NOTE: while there may be benefits to a “low tech” approach like this, it is not fully accessible. Practice a Universal Design for Learning (UDL) approach by offering multiple means of engagement, representation, and expression. As part of this, be sure to proactively consider the needs of students who may use assistive technologies, have mobility challenges, have learning disabilities (such as dyslexia) that could make reading handwritten information with time limitations challenging, etc.
o Verbal/Discussion
Assign students to pairs and give each pair a procedural safeguard.
Set the expectation that each pair will verbally share their explanation and how they developed it with the class.
Ask the class to provide feedback, offering some specific prompts to help the feedback be useful (What did you learn that you didn’t already know about this procedural safeguard? What might make the explanation clearer? What questions did this explanation bring up for you?).
NOTE: while there may be benefits to a “low tech” approach like this, it is not fully accessible. Practice a Universal Design for Learning (UDL) approach by offering multiple means of engagement, representation, and expression. As part of this, be sure to proactively consider the needs of students who may use assistive technologies, have learning disabilities (such as ADHD) that could make processing verbal information with time limitations challenging, etc.
• Make decisions about what resources students can use to learn about their procedural safeguard.
o If you opt to provide a list, ensure it is located where every student can easily access it.

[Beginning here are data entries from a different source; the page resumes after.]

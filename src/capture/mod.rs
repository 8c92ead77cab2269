//! # Channel Capture Module
//!
//! Edge capture for the two RC receiver channels.
//!
//! This module handles:
//! - The per-channel capture record written by the edge handler
//! - Wrapping tick arithmetic for pulse durations
//! - Short critical sections for the control loop to read the record
//! - Tick sources ([`timer`]) and edge sources ([`source`])
//!
//! ## Edge Handling
//!
//! An RC receiver emits one high pulse per frame (0.5 ms to 2.5 ms) followed by
//! a long low gap. Every level change is delivered to [`ChannelCapture::on_edge`]
//! together with the timer tick sampled at that moment:
//!
//! | New level | Phase that just ended | Recorded as |
//! |-----------|-----------------------|-------------|
//! | High | low gap | `low_duration` |
//! | Low | high pulse | `high_duration`, `pulse_ready = true` |
//!
//! ## Usage
//!
//! ```
//! use rc_drive_bridge::capture::{ChannelCapture, ChannelId, PinLevel};
//!
//! let capture = ChannelCapture::new(ChannelId::Ch0);
//! capture.on_edge(PinLevel::Low, 1_000);
//! capture.on_edge(PinLevel::High, 4_200); // 3200 ticks of low gap
//! capture.on_edge(PinLevel::Low, 4_669);  // 469 ticks high (1.5 ms)
//!
//! let sample = capture.take_pulse().unwrap();
//! assert_eq!(sample.high, 469);
//! assert_eq!(sample.low, 3_200);
//! assert!(capture.take_pulse().is_none());
//! ```

pub mod source;
pub mod timer;

use serde::{Deserialize, Serialize};
use std::fmt;
use std::sync::{Mutex, MutexGuard, PoisonError};
use timer::TickSource;

/// Hardware timer count. The counter is 16 bits wide and wraps.
pub type Tick = u16;

/// Number of RC channels captured.
pub const CHANNEL_COUNT: usize = 2;

/// Ticks elapsed from `since` to `now`, correct across one counter wrap.
///
/// # Examples
///
/// ```
/// use rc_drive_bridge::capture::elapsed;
///
/// assert_eq!(elapsed(100, 569), 469);
/// // Counter wrapped between the two samples
/// assert_eq!(elapsed(65_500, 433), 469);
/// ```
#[inline]
#[must_use]
pub fn elapsed(since: Tick, now: Tick) -> Tick {
    now.wrapping_sub(since)
}

/// Logic level of an input pin after a transition.
#[derive(Debug, Clone, Copy, PartialEq, Eq, Hash, Serialize, Deserialize)]
#[serde(rename_all = "lowercase")]
pub enum PinLevel {
    Low,
    High,
}

/// RC input channel identifier.
///
/// In the default wiring channel 0 carries forward/reverse and channel 1
/// carries turning; see [`MixPolarity`](crate::control::mixer::MixPolarity).
#[derive(Debug, Clone, Copy, PartialEq, Eq, Hash, Serialize, Deserialize)]
#[serde(try_from = "u8", into = "u8")]
pub enum ChannelId {
    Ch0,
    Ch1,
}

impl ChannelId {
    /// All channels in index order.
    pub const ALL: [ChannelId; CHANNEL_COUNT] = [ChannelId::Ch0, ChannelId::Ch1];

    /// Zero-based channel index.
    #[must_use]
    pub fn index(self) -> usize {
        match self {
            ChannelId::Ch0 => 0,
            ChannelId::Ch1 => 1,
        }
    }
}

impl TryFrom<u8> for ChannelId {
    type Error = String;

    fn try_from(value: u8) -> std::result::Result<Self, Self::Error> {
        match value {
            0 => Ok(ChannelId::Ch0),
            1 => Ok(ChannelId::Ch1),
            other => Err(format!("channel {} out of range (0-{})", other, CHANNEL_COUNT - 1)),
        }
    }
}

impl From<ChannelId> for u8 {
    fn from(id: ChannelId) -> Self {
        id.index() as u8
    }
}

impl fmt::Display for ChannelId {
    fn fmt(&self, f: &mut fmt::Formatter<'_>) -> fmt::Result {
        write!(f, "ch{}", self.index())
    }
}

/// State written by a channel's edge handler.
#[derive(Debug, Clone, Copy, Default, PartialEq, Eq)]
pub struct CaptureRecord {
    /// Tick of the most recent edge.
    pub prev_edge: Tick,
    /// Duration of the most recent low phase.
    pub low_duration: Tick,
    /// Duration of the most recent high phase.
    pub high_duration: Tick,
    /// A high phase finished and has not been consumed yet.
    pub pulse_ready: bool,
}

/// One complete pulse copied out of a capture record.
#[derive(Debug, Clone, Copy, PartialEq, Eq)]
pub struct PulseSample {
    /// High pulse width in ticks.
    pub high: Tick,
    /// Low gap that preceded the pulse, in ticks.
    pub low: Tick,
}

/// Capture unit for one RC channel.
///
/// The edge handler and the control loop share the record through a mutex.
/// Every accessor holds the lock only long enough to copy a few words, so an
/// edge arriving during a read is delayed by at most that copy.
#[derive(Debug)]
pub struct ChannelCapture {
    id: ChannelId,
    record: Mutex<CaptureRecord>,
}

impl ChannelCapture {
    /// Creates an empty capture unit for `id`.
    #[must_use]
    pub fn new(id: ChannelId) -> Self {
        Self {
            id,
            record: Mutex::new(CaptureRecord::default()),
        }
    }

    /// Channel this unit captures.
    #[must_use]
    pub fn id(&self) -> ChannelId {
        self.id
    }

    /// Edge handler: records the phase that just ended.
    ///
    /// `level` is the pin level after the transition and `now` the tick sampled
    /// together with it. Does no validation.
    pub fn on_edge(&self, level: PinLevel, now: Tick) {
        let mut record = self.lock();
        let duration = elapsed(record.prev_edge, now);
        match level {
            PinLevel::High => record.low_duration = duration,
            PinLevel::Low => {
                record.high_duration = duration;
                record.pulse_ready = true;
            }
        }
        record.prev_edge = now;
    }

    /// Consumes the pending pulse, if any.
    ///
    /// Clears `pulse_ready` and copies both durations in one critical section.
    pub fn take_pulse(&self) -> Option<PulseSample> {
        let mut record = self.lock();
        if !record.pulse_ready {
            return None;
        }
        record.pulse_ready = false;
        Some(PulseSample {
            high: record.high_duration,
            low: record.low_duration,
        })
    }

    /// Ticks since the last edge on this channel.
    ///
    /// `timer` is sampled while the record is locked, so an edge stored
    /// concurrently can never be newer than the sampled tick.
    #[must_use]
    pub fn ticks_since_edge(&self, timer: &dyn TickSource) -> Tick {
        let record = self.lock();
        elapsed(record.prev_edge, timer.now())
    }

    /// Copy of the whole record, for diagnostics.
    #[must_use]
    pub fn snapshot(&self) -> CaptureRecord {
        *self.lock()
    }

    fn lock(&self) -> MutexGuard<'_, CaptureRecord> {
        // Plain integers, always consistent
        self.record.lock().unwrap_or_else(PoisonError::into_inner)
    }
}

/// The capture units for both channels, shared between the edge threads and
/// the control loop.
#[derive(Debug)]
pub struct CaptureBank {
    channels: [ChannelCapture; CHANNEL_COUNT],
}

impl Default for CaptureBank {
    fn default() -> Self {
        Self::new()
    }
}

impl CaptureBank {
    /// Creates empty capture units for every channel.
    #[must_use]
    pub fn new() -> Self {
        Self {
            channels: ChannelId::ALL.map(ChannelCapture::new),
        }
    }

    /// Capture unit for `id`.
    #[must_use]
    pub fn channel(&self, id: ChannelId) -> &ChannelCapture {
        &self.channels[id.index()]
    }

    /// Iterates over all capture units in channel order.
    pub fn iter(&self) -> impl Iterator<Item = &ChannelCapture> {
        self.channels.iter()
    }
}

Here are some resources to get you started:
Parental Rights under the IDEA, from the Center for Parent Information & Resources
Procedural Safeguards, from the Minnesota Department of Education
10 key procedural safeguards in IDEA, from Understood
o If you opt to let them find information on their own, set expectations for ensuring the reliability of the information they use. For example, you might ask them not to use a generative AI tool to create their explanation, due to their inability to evaluate accuracy at this point in their learning on this topic.
• Provide instructions in writing and verbally for how to conduct this activity, including how long they will have to complete each step.
• Model what you are asking students to do (there is an example below that you can use).
• Invite questions from the students to ensure they feel prepared to complete the activity.
• Ensure that the class has access to the refined definitions/explanations after the activity, and that you reference these collaboratively-developed resources whenever procedural safeguard come up later in the class.
Student Directions
For this activity, you and a partner will be assigned one procedural safeguard to define and explain. After you share your individual definitions and explanations, you will collaborate to create a version to share with the rest of the class. You will then review and offer feedback on other procedural safeguard definitions until the class has a collection of well-defined procedural safeguards.
1. Research your procedural safeguard using the sources indicated by your instructor.
2. Create an explanation of the procedural safeguard you have been assigned.
a. Craft a brief definition, ideally no longer than a single sentence.
b. Explain when/where in the special education process the procedural safeguard applies.
c. Describe how this procedural safeguard protects students and their families/guardians.
3. Share and collaborate with your partner.
a. Share your explanation with your partner and answer any questions they have about it.
b. Listen to your partner’s explanation and ensure you understand it.
c. Combine your definition, explanation, and description of protections.
4. Share your collaborative explanation with the rest of the class in the location indicated by your instructor.
5. Review the explanations other groups have created and offer feedback.